Exercise instructions → Where does the word "await" show up in the records? Copy every line that holds it.

(Records for this task)

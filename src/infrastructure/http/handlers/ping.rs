//! Ping Handler
//!
//! 健康检查，附带合成服务可用性

use axum::{extract::State, Json};
use serde::Serialize;
use std::sync::Arc;

use crate::infrastructure::http::state::AppState;

/// Ping 响应
#[derive(Serialize)]
pub struct PingResponse {
    pub status: &'static str,
    pub version: &'static str,
    pub tts_available: bool,
}

/// Ping endpoint - 健康检查
pub async fn ping(State(state): State<Arc<AppState>>) -> Json<PingResponse> {
    Json(PingResponse {
        status: "ok",
        version: env!("CARGO_PKG_VERSION"),
        tts_available: state.tts_engine.health_check().await,
    })
}
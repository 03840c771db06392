//! Configuration Loader
//!
//! 实现多源配置加载与合并逻辑
//!
//! 优先级（从高到低）：
//! 1. 环境变量
//! 2. 配置文件（config.toml）
//! 3. 默认值

use config::{Config, ConfigError as ConfigCrateError, Environment, File};
use std::path::Path;
use thiserror::Error;

use super::types::{AppConfig, TtsEngineKind};
use crate::domain::settings::{MAX_MUSIC_VOLUME_DB, MIN_MUSIC_VOLUME_DB};
use crate::infrastructure::adapters::is_supported_bitrate;

/// 配置加载错误
#[derive(Debug, Error)]
pub enum ConfigError {
    #[error("Failed to load configuration: {0}")]
    LoadError(String),

    #[error("Failed to parse configuration: {0}")]
    ParseError(String),

    #[error("Configuration validation failed: {0}")]
    ValidationError(String),
}

impl From<ConfigCrateError> for ConfigError {
    fn from(err: ConfigCrateError) -> Self {
        ConfigError::LoadError(err.to_string())
    }
}

/// 配置文件搜索路径
const CONFIG_FILE_NAMES: &[&str] = &["config", "config.local"];

/// 加载应用配置
///
/// 按优先级从高到低合并配置：
/// 1. 环境变量（前缀 `STORYVOX_`，层级分隔符 `__`）
/// 2. 配置文件（config.toml 或 config.local.toml）
/// 3. 默认值
///
/// # 环境变量示例
/// - `STORYVOX_SERVER__PORT=8080`
/// - `STORYVOX_TTS__LANG=fr`
/// - `STORYVOX_TTS__ENGINE=fake`
/// - `STORYVOX_STORAGE__OUTPUT_DIR=/data/stories`
pub fn load_config() -> Result<AppConfig, ConfigError> {
    load_config_from_path(None)
}

/// 从指定路径加载配置
///
/// # 参数
/// - `config_path` - 可选的配置文件路径，如果为 None 则使用默认搜索路径
pub fn load_config_from_path(config_path: Option<&Path>) -> Result<AppConfig, ConfigError> {
    let mut builder = Config::builder();

    // 1. 默认值（最低优先级）
    builder = builder
        .set_default("server.host", "0.0.0.0")?
        .set_default("server.port", 5060)?
        .set_default("server.static_files", "web")?
        .set_default("tts.engine", "http")?
        .set_default("tts.url", "https://translate.google.com")?
        .set_default("tts.lang", "en")?
        .set_default("tts.timeout_secs", 30)?
        .set_default("tts.max_retries", 0)?
        .set_default("tts.max_chunk_chars", 100)?
        .set_default("audio.bitrate_kbps", 192)?
        .set_default("audio.default_music_volume_db", -20.0)?
        .set_default("storage.output_dir", "data/output")?
        .set_default("storage.max_upload_size", 50 * 1024 * 1024)?
        .set_default("log.level", "info")?
        .set_default("log.json", false)?;

    // 2. 配置文件（如果存在）
    if let Some(path) = config_path {
        builder = builder.add_source(File::from(path).required(true));
    } else {
        for name in CONFIG_FILE_NAMES {
            builder = builder.add_source(File::with_name(name).required(false));
        }
    }

    // 3. 环境变量（最高优先级），例如 STORYVOX_TTS__URL=http://tts:8000
    builder = builder.add_source(
        Environment::with_prefix("STORYVOX")
            .prefix_separator("_")
            .separator("__")
            .try_parsing(true),
    );

    let config = builder.build()?;

    let app_config: AppConfig = config.try_deserialize().map_err(|e| {
        ConfigError::ParseError(format!("Failed to deserialize config: {}", e))
    })?;

    validate_config(&app_config)?;

    Ok(app_config)
}

/// 验证配置有效性
fn validate_config(config: &AppConfig) -> Result<(), ConfigError> {
    if config.server.port == 0 {
        return Err(ConfigError::ValidationError(
            "Server port cannot be 0".to_string(),
        ));
    }

    if config.tts.engine == TtsEngineKind::Http && config.tts.url.is_empty() {
        return Err(ConfigError::ValidationError(
            "TTS URL cannot be empty".to_string(),
        ));
    }

    if config.tts.lang.trim().is_empty() {
        return Err(ConfigError::ValidationError(
            "TTS language cannot be empty".to_string(),
        ));
    }

    if config.tts.max_chunk_chars == 0 {
        return Err(ConfigError::ValidationError(
            "TTS chunk size cannot be 0".to_string(),
        ));
    }

    if !is_supported_bitrate(config.audio.bitrate_kbps) {
        return Err(ConfigError::ValidationError(format!(
            "Unsupported MP3 bitrate: {} kbps",
            config.audio.bitrate_kbps
        )));
    }

    let volume = config.audio.default_music_volume_db;
    if !(MIN_MUSIC_VOLUME_DB..=MAX_MUSIC_VOLUME_DB).contains(&volume) {
        return Err(ConfigError::ValidationError(format!(
            "Default music volume out of range: {} dB",
            volume
        )));
    }

    if config.storage.output_dir.as_os_str().is_empty() {
        return Err(ConfigError::ValidationError(
            "Output directory cannot be empty".to_string(),
        ));
    }

    Ok(())
}

/// 打印配置信息（用于启动时日志）
pub fn print_config(config: &AppConfig) {
    tracing::info!("=== Application Configuration ===");
    tracing::info!("Server: {}:{}", config.server.host, config.server.port);
    tracing::info!("Public Base URL: {}", config.server.public_base_url());
    tracing::info!("Static Files: {:?}", config.server.static_files);
    tracing::info!("TTS Engine: {:?}", config.tts.engine);
    if config.tts.engine == TtsEngineKind::Http {
        tracing::info!("TTS URL: {}", config.tts.url);
        tracing::info!("TTS Timeout: {}s", config.tts.timeout_secs);
        tracing::info!("TTS Retries: {}", config.tts.max_retries);
    }
    tracing::info!("TTS Language: {}", config.tts.lang);
    tracing::info!("MP3 Bitrate: {} kbps", config.audio.bitrate_kbps);
    tracing::info!("Output Directory: {:?}", config.storage.output_dir);
    tracing::info!("Max Upload Size: {} bytes", config.storage.max_upload_size);
    tracing::info!("Log Level: {}", config.log.level);
    tracing::info!("=================================");
}

#[cfg(test)]
mod tests {
    use super::*;
    use std::io::Write;

    #[test]
    fn test_validation_passes_for_valid_config() {
        let config = AppConfig::default();
        assert!(validate_config(&config).is_ok());
    }

    #[test]
    fn test_validation_error_for_zero_port() {
        let mut config = AppConfig::default();
        config.server.port = 0;
        assert!(validate_config(&config).is_err());
    }

    #[test]
    fn test_validation_error_for_empty_tts_url() {
        let mut config = AppConfig::default();
        config.tts.url = String::new();
        assert!(validate_config(&config).is_err());

        // fake 引擎不需要 URL
        config.tts.engine = TtsEngineKind::Fake;
        assert!(validate_config(&config).is_ok());
    }

    #[test]
    fn test_validation_error_for_bitrate() {
        let mut config = AppConfig::default();
        config.audio.bitrate_kbps = 100;
        assert!(validate_config(&config).is_err());
        config.audio.bitrate_kbps = 128;
        assert!(validate_config(&config).is_ok());
    }

    #[test]
    fn test_validation_error_for_music_volume() {
        let mut config = AppConfig::default();
        config.audio.default_music_volume_db = 3.0;
        assert!(validate_config(&config).is_err());
    }

    #[test]
    fn test_load_from_file() {
        let mut file = tempfile::Builder::new().suffix(".toml").tempfile().unwrap();
        writeln!(
            file,
            "[server]\nport = 8088\n\n[tts]\nengine = \"fake\"\nlang = \"fr\"\n\n[audio]\nbitrate_kbps = 128"
        )
        .unwrap();

        let config = load_config_from_path(Some(file.path())).unwrap();
        assert_eq!(config.server.port, 8088);
        assert_eq!(config.tts.engine, TtsEngineKind::Fake);
        assert_eq!(config.tts.lang, "fr");
        assert_eq!(config.audio.bitrate_kbps, 128);
        // 未出现的字段保持默认值
        assert_eq!(config.tts.max_chunk_chars, 100);
        assert_eq!(config.storage.output_dir, std::path::PathBuf::from("data/output"));
    }

    #[test]
    fn test_load_rejects_invalid_file() {
        let mut file = tempfile::Builder::new().suffix(".toml").tempfile().unwrap();
        writeln!(file, "[audio]\nbitrate_kbps = 193").unwrap();
        let err = load_config_from_path(Some(file.path())).unwrap_err();
        assert!(matches!(err, ConfigError::ValidationError(_)));
    }
}
//! Story Commands - 故事音频生成命令

use std::collections::BTreeMap;
use std::path::{Path, PathBuf};

use crate::application::ports::AudioFormat;
use crate::domain::story::{Story, StoryBatch};
use crate::domain::SynthesisSettings;

/// 背景音乐
#[derive(Debug, Clone)]
pub struct BackgroundMusic {
    /// 编码后的音频数据（MP3/WAV）
    pub data: Vec<u8>,
    /// 已知格式；None 时按内容探测
    pub format: Option<AudioFormat>,
}

impl BackgroundMusic {
    pub fn new(data: Vec<u8>, format: Option<AudioFormat>) -> Self {
        Self { data, format }
    }

    /// 从文件读取，格式取自扩展名
    pub async fn from_file(path: impl AsRef<Path>) -> Result<Self, std::io::Error> {
        let path = path.as_ref();
        let data = tokio::fs::read(path).await?;
        let format = path
            .extension()
            .and_then(|e| e.to_str())
            .and_then(AudioFormat::from_extension);
        Ok(Self { data, format })
    }
}

/// 生成单个故事音频命令
#[derive(Debug, Clone)]
pub struct CreateStoryAudio {
    pub story: Story,
    pub background: Option<BackgroundMusic>,
    pub settings: SynthesisSettings,
}

/// 批量生成命令
///
/// 逐个顺序处理，第一个失败即中止，已生成的文件保留在磁盘上
#[derive(Debug, Clone)]
pub struct BatchCreateStoryAudio {
    pub batch: StoryBatch,
    pub background: Option<BackgroundMusic>,
    pub settings: SynthesisSettings,
}

/// 一个已生成的故事音频
#[derive(Debug, Clone)]
pub struct StoryAudio {
    pub title: String,
    pub file_name: String,
    pub output_path: PathBuf,
    pub duration_ms: u64,
    pub size_bytes: usize,
}

/// 批量生成响应：标题 → 生成结果
#[derive(Debug, Clone, Default)]
pub struct BatchStoryAudio {
    pub outputs: BTreeMap<String, StoryAudio>,
}

impl BatchStoryAudio {
    /// 标题 → 输出路径
    pub fn paths(&self) -> BTreeMap<&str, &Path> {
        self.outputs
            .iter()
            .map(|(title, audio)| (title.as_str(), audio.output_path.as_path()))
            .collect()
    }
}
//! 采样率转换
//!
//! 基于 rubato 的多项式插值重采样；rubato 初始化失败时退化为线性插值。

use rubato::{FastFixedIn, PolynomialDegree, Resampler};

use super::AudioBuffer;

impl AudioBuffer {
    /// 转换到目标采样率
    ///
    /// 输出帧数固定为 `round(frames * to / from)`。
    pub fn resampled(&self, sample_rate: u32) -> AudioBuffer {
        let sample_rate = sample_rate.max(1);
        if sample_rate == self.sample_rate() {
            return self.clone();
        }

        let ratio = sample_rate as f64 / self.sample_rate() as f64;
        let expected_frames = (self.frames() as f64 * ratio).round() as usize;

        if self.is_empty() {
            return AudioBuffer::silent(0, sample_rate, self.channels());
        }

        tracing::debug!(
            from = self.sample_rate(),
            to = sample_rate,
            channels = self.channels(),
            frames = self.frames(),
            "Resampling audio"
        );

        let planar = match resample_planar(&self.to_planar(), ratio) {
            Ok(planar) => planar,
            Err(e) => {
                tracing::warn!("Polynomial resampler unavailable ({}), using linear interpolation", e);
                linear_resample_planar(&self.to_planar(), ratio)
            }
        };

        let planar = planar
            .into_iter()
            .map(|mut channel| {
                channel.resize(expected_frames, 0.0);
                channel
            })
            .collect();

        AudioBuffer::from_planar(planar, sample_rate)
    }

    /// 转换到指定格式（采样率 + 声道数）
    pub fn converted(&self, sample_rate: u32, channels: u16) -> AudioBuffer {
        self.with_channels(channels).resampled(sample_rate)
    }
}

fn resample_planar(planar: &[Vec<f32>], ratio: f64) -> Result<Vec<Vec<f32>>, String> {
    let frames = planar.first().map(Vec::len).unwrap_or(0);
    let mut resampler = FastFixedIn::<f32>::new(
        ratio,
        1.0,
        PolynomialDegree::Septic,
        frames,
        planar.len(),
    )
    .map_err(|e| e.to_string())?;

    resampler
        .process(planar, None)
        .map_err(|e| e.to_string())
}

fn linear_resample_planar(planar: &[Vec<f32>], ratio: f64) -> Vec<Vec<f32>> {
    planar
        .iter()
        .map(|channel| {
            let frame_count = channel.len();
            let new_frame_count = (frame_count as f64 * ratio) as usize;
            (0..new_frame_count)
                .map(|i| {
                    let src_pos = i as f64 / ratio;
                    let src_idx = src_pos as usize;
                    let frac = (src_pos - src_idx as f64) as f32;
                    let s0 = channel.get(src_idx).copied().unwrap_or(0.0);
                    let s1 = channel.get(src_idx + 1).copied().unwrap_or(s0);
                    s0 + (s1 - s0) * frac
                })
                .collect()
        })
        .collect()
}

#[cfg(test)]
mod tests {
    use super::*;

    fn tone(frames: usize, sample_rate: u32) -> AudioBuffer {
        let samples = (0..frames)
            .map(|i| (2.0 * std::f32::consts::PI * 440.0 * i as f32 / sample_rate as f32).sin() * 0.5)
            .collect();
        AudioBuffer::new(samples, sample_rate, 1)
    }

    #[test]
    fn test_same_rate_is_copy() {
        let buffer = tone(100, 8000);
        assert_eq!(buffer.resampled(8000), buffer);
    }

    #[test]
    fn test_upsample_frame_count() {
        let buffer = tone(24000, 24000);
        let out = buffer.resampled(44100);
        assert_eq!(out.sample_rate(), 44100);
        assert_eq!(out.frames(), 44100);
        assert_eq!(out.duration_ms(), buffer.duration_ms());
    }

    #[test]
    fn test_downsample_stereo() {
        let buffer = tone(4410, 44100).with_channels(2);
        let out = buffer.resampled(22050);
        assert_eq!(out.channels(), 2);
        assert_eq!(out.frames(), 2205);
    }

    #[test]
    fn test_linear_fallback_length() {
        let planar = vec![vec![0.0, 1.0, 0.0, -1.0]];
        let out = linear_resample_planar(&planar, 2.0);
        assert_eq!(out[0].len(), 8);
        assert!((out[0][1] - 0.5).abs() < 1e-6);
    }

    #[test]
    fn test_converted_format() {
        let out = tone(8000, 8000).converted(16000, 2);
        assert_eq!(out.sample_rate(), 16000);
        assert_eq!(out.channels(), 2);
        assert_eq!(out.frames(), 16000);
    }
}
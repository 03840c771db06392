//! HTTP Server
//!
//! Axum HTTP 服务器启动和配置

use std::path::PathBuf;
use std::sync::Arc;

use axum::Router;
use axum::extract::DefaultBodyLimit;
use axum::middleware;
use tokio::net::TcpListener;
use tower_http::cors::{Any, CorsLayer};
use tower_http::services::ServeDir;
use tower_http::trace::TraceLayer;
use http::header::{AUTHORIZATION, CONTENT_TYPE};
use tracing::info;

use super::middleware::error_logging_middleware;
use super::routes::create_routes;
use super::state::AppState;

/// 服务器配置
#[derive(Debug, Clone)]
pub struct ServerConfig {
    pub host: String,
    pub port: u16,
    /// 静态页面目录
    pub static_files: PathBuf,
    /// 请求体大小上限（字节）
    pub max_body_bytes: usize,
}

impl Default for ServerConfig {
    fn default() -> Self {
        Self {
            host: "0.0.0.0".to_string(),
            port: 5060,
            static_files: PathBuf::from("web"),
            max_body_bytes: 50 * 1024 * 1024,
        }
    }
}

impl ServerConfig {
    pub fn new(host: impl Into<String>, port: u16) -> Self {
        Self {
            host: host.into(),
            port,
            ..Default::default()
        }
    }

    pub fn with_static_files(mut self, dir: impl Into<PathBuf>) -> Self {
        self.static_files = dir.into();
        self
    }

    pub fn with_max_body_bytes(mut self, bytes: usize) -> Self {
        self.max_body_bytes = bytes;
        self
    }

    pub fn addr(&self) -> String {
        format!("{}:{}", self.host, self.port)
    }
}

/// HTTP 服务器
pub struct HttpServer {
    config: ServerConfig,
    state: Arc<AppState>,
}

impl HttpServer {
    /// 创建新的 HTTP 服务器
    pub fn new(config: ServerConfig, state: AppState) -> Self {
        Self {
            config,
            state: Arc::new(state),
        }
    }

    /// 构建 Router
    pub fn build_router(&self) -> Router {
        // CORS 配置 - 允许所有来源的跨域请求
        let cors = CorsLayer::new()
            .allow_origin(Any)
            .allow_methods(Any)
            .allow_headers([AUTHORIZATION, CONTENT_TYPE])
            .expose_headers(Any)
            .max_age(std::time::Duration::from_secs(3600));

        // API 之外的路径交给静态文件服务（表单页面）
        create_routes()
            .fallback_service(ServeDir::new(&self.config.static_files))
            .layer(DefaultBodyLimit::max(self.config.max_body_bytes))
            .layer(middleware::from_fn(error_logging_middleware))
            .layer(TraceLayer::new_for_http())
            .layer(cors)
            .with_state(self.state.clone())
    }

    /// 启动服务器
    pub async fn run(self) -> Result<(), std::io::Error> {
        let router = self.build_router();
        let addr = self.config.addr();

        info!("Starting HTTP server on {}", addr);

        let listener = TcpListener::bind(&addr).await?;
        axum::serve(listener, router).await?;

        Ok(())
    }

    /// 启动服务器（带优雅关闭）
    pub async fn run_with_shutdown<F>(self, shutdown_signal: F) -> Result<(), std::io::Error>
    where
        F: std::future::Future<Output = ()> + Send + 'static,
    {
        let router = self.build_router();
        let addr = self.config.addr();

        info!("Starting HTTP server on {} (with graceful shutdown)", addr);

        let listener = TcpListener::bind(&addr).await?;
        axum::serve(listener, router)
            .with_graceful_shutdown(shutdown_signal)
            .await?;

        Ok(())
    }
}
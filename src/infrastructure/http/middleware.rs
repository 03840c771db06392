//! HTTP Middleware
//!
//! 请求日志：4xx/5xx 状态码和耗时较长的请求

use axum::{extract::Request, middleware::Next, response::Response};
use std::time::{Duration, Instant};

/// 超过该耗时的成功请求记录一条 info 日志（合成通常需要数秒）
const SLOW_REQUEST: Duration = Duration::from_secs(5);

/// HTTP 状态码错误日志中间件
///
/// 业务错误（errno != 0）在 `ApiError::into_response()` 中记录
pub async fn error_logging_middleware(request: Request, next: Next) -> Response {
    let method = request.method().clone();
    let uri = request.uri().clone();
    let started = Instant::now();

    let response = next.run(request).await;
    let status = response.status();
    let elapsed_ms = started.elapsed().as_millis() as u64;

    if status.is_server_error() {
        tracing::error!(
            method = %method,
            uri = %uri,
            status = %status.as_u16(),
            elapsed_ms,
            "HTTP server error"
        );
    } else if status.is_client_error() {
        tracing::warn!(
            method = %method,
            uri = %uri,
            status = %status.as_u16(),
            elapsed_ms,
            "HTTP client error"
        );
    } else if started.elapsed() >= SLOW_REQUEST {
        tracing::info!(method = %method, uri = %uri, elapsed_ms, "Slow request");
    }

    response
}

(End Records for this task)

Output below →
        tts_available: state.tts_engine.health_check().await,
        let data = tokio::fs::read(path).await?;
        let listener = TcpListener::bind(&addr).await?;
        axum::serve(listener, router).await?;
        let listener = TcpListener::bind(&addr).await?;
            .await?;
    let response = next.run(request).await;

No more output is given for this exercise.